No robot code after running for a while (Java VM ran out of memory)

During practice, our drivers complained that after running the robot for a while, the robot would disconnect and said “No Robot Code” until we reboot the RoboRIO, couldn’t even “Restart Code”, must do a RoboRIO reboot. I finally looked into the problem and found out the Java VM ran out of memory.
This is the first year our team switched over to Java. We used C++ in previous years. We have a C++ library that we ported over to Java. One of the modules is Vision Targeting. I suspect this module is “leaking memory”. In our C++ implementation, we allocated memory for processing the video frame and freed it when we are done with the frame. But in Java, there is no “free memory” because Java relies on the garbage collector to reclaim memory. I suspect the reclaim process is not immediate and depends on if the Java VM can detect the memory is no longer in use. So if we are processing video frames at some frame rate, we are losing memory on the video frame at frame rate. That could be substantiate after a while. How would one deal with this kind of issues? Sorry if this is a naïve question, we are new to Java.

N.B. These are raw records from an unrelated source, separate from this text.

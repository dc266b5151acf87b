/// Password hashing and verification
pub mod auth;
/// Mapping of domain errors to HTTP responses
pub mod error_handling;
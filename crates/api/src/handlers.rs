pub mod appointment;
pub mod availability;
pub mod user;
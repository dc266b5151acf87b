//! Rules for user accounts: sign-up fields, profile edits and email
//! uniqueness.

use uuid::Uuid;

use crate::errors::{BarberError, BarberResult};
use crate::models::user::{CreateUserRequest, UpdateProfileRequest, User};

pub const MIN_PASSWORD_LEN: usize = 6;

/// Trims and lowercases an email address for storage and lookup.
pub fn normalize_email(email: &str) -> String {
    email.trim().to_lowercase()
}

pub fn validate_name(name: &str) -> BarberResult<()> {
    if name.trim().is_empty() {
        return Err(BarberError::Validation("Name is required".to_string()));
    }
    Ok(())
}

/// Requires text on both sides of a single `@`.
pub fn validate_email(email: &str) -> BarberResult<()> {
    let valid = match email.trim().split_once('@') {
        Some((local, domain)) => {
            !local.trim().is_empty() && !domain.trim().is_empty() && !domain.contains('@')
        }
        None => false,
    };

    if !valid {
        return Err(BarberError::Validation(
            "A valid email address is required".to_string(),
        ));
    }
    Ok(())
}

pub fn validate_password(password: &str) -> BarberResult<()> {
    if password.chars().count() < MIN_PASSWORD_LEN {
        return Err(BarberError::Validation(format!(
            "Password must have at least {} characters",
            MIN_PASSWORD_LEN
        )));
    }
    Ok(())
}

/// Rejects sign-up payloads with missing or malformed fields
pub fn validate_new_user(request: &CreateUserRequest) -> BarberResult<()> {
    validate_name(&request.name)?;
    validate_email(&request.email)?;
    validate_password(&request.password)
}

/// Checks the fields of a profile edit.
///
/// A new password needs the old one and a matching confirmation. Whether the
/// old password is correct is checked against the stored hash by the caller.
pub fn validate_profile_update(request: &UpdateProfileRequest) -> BarberResult<()> {
    validate_name(&request.name)?;
    validate_email(&request.email)?;

    let Some(password) = request.new_password() else {
        return Ok(());
    };

    if request.old_password().is_none() {
        return Err(BarberError::Validation(
            "You need to inform the old password to set a new password".to_string(),
        ));
    }
    validate_password(password)?;
    if request.password_confirmation.as_deref() != Some(password) {
        return Err(BarberError::Validation(
            "Password confirmation does not match".to_string(),
        ));
    }
    Ok(())
}

/// Fails when `existing`, the account already holding the email, belongs to
/// someone other than `owner`.
///
/// Sign-up passes `None` as the owner, so any existing account conflicts.
pub fn ensure_email_available(existing: Option<&User>, owner: Option<Uuid>) -> BarberResult<()> {
    match existing {
        Some(user) if Some(user.id) != owner => Err(BarberError::Conflict(
            "Email address already in use".to_string(),
        )),
        _ => Ok(()),
    }
}
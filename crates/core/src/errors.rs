use thiserror::Error;

#[derive(Error, Debug)]
pub enum BarberError {
    #[error("Resource not found: {0}")]
    NotFound(String),

    #[error("Validation error: {0}")]
    Validation(String),

    #[error("Conflict: {0}")]
    Conflict(String),

    #[error("Authentication error: {0}")]
    Authentication(String),

    #[error("Database error: {0}")]
    Database(#[from] eyre::Report),

    #[error("Internal server error: {0}")]
    Internal(#[from] Box<dyn std::error::Error + Send + Sync>),
}

pub type BarberResult<T> = Result<T, BarberError>;
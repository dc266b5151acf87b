use serde::{Deserialize, Serialize};

#[derive(Debug, Clone, Copy, PartialEq, Eq, Serialize, Deserialize)]
pub struct DayAvailabilitySlot {
    pub hour: u32,
    pub available: bool,
}

#[derive(Debug, Clone, Copy, PartialEq, Eq, Serialize, Deserialize)]
pub struct MonthAvailabilitySlot {
    pub day: u32,
    pub available: bool,
}

/// Query string of `GET /providers/:id/day-availability`
#[derive(Debug, Clone, Serialize, Deserialize)]
pub struct DayQuery {
    pub year: i32,
    pub month: u32,
    pub day: u32,
}

/// Query string of `GET /providers/:id/month-availability`
#[derive(Debug, Clone, Serialize, Deserialize)]
pub struct MonthQuery {
    pub year: i32,
    pub month: u32,
}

When the Java VM detects that it is running out of memory, the garbage collector should start trying as hard as it can to destroy unused objects, preventing you from running out of memory. You should make sure you are not somehow retaining a reference to old objects, preventing them from being garbage collected. It may also be that you are allocating memory too fast for the garbage collector to handle it, but I’m not sure if this is possible.

Another recommendation I have is that you try to reuse objects as much as possible between frames. Memory allocation is a fairly expensive operation. Especially in Java, since you cannot explicitly destruct objects, when you construct large objects in a fast loop, the garbage collector has to work very hard to destroy them, which can slow down your program.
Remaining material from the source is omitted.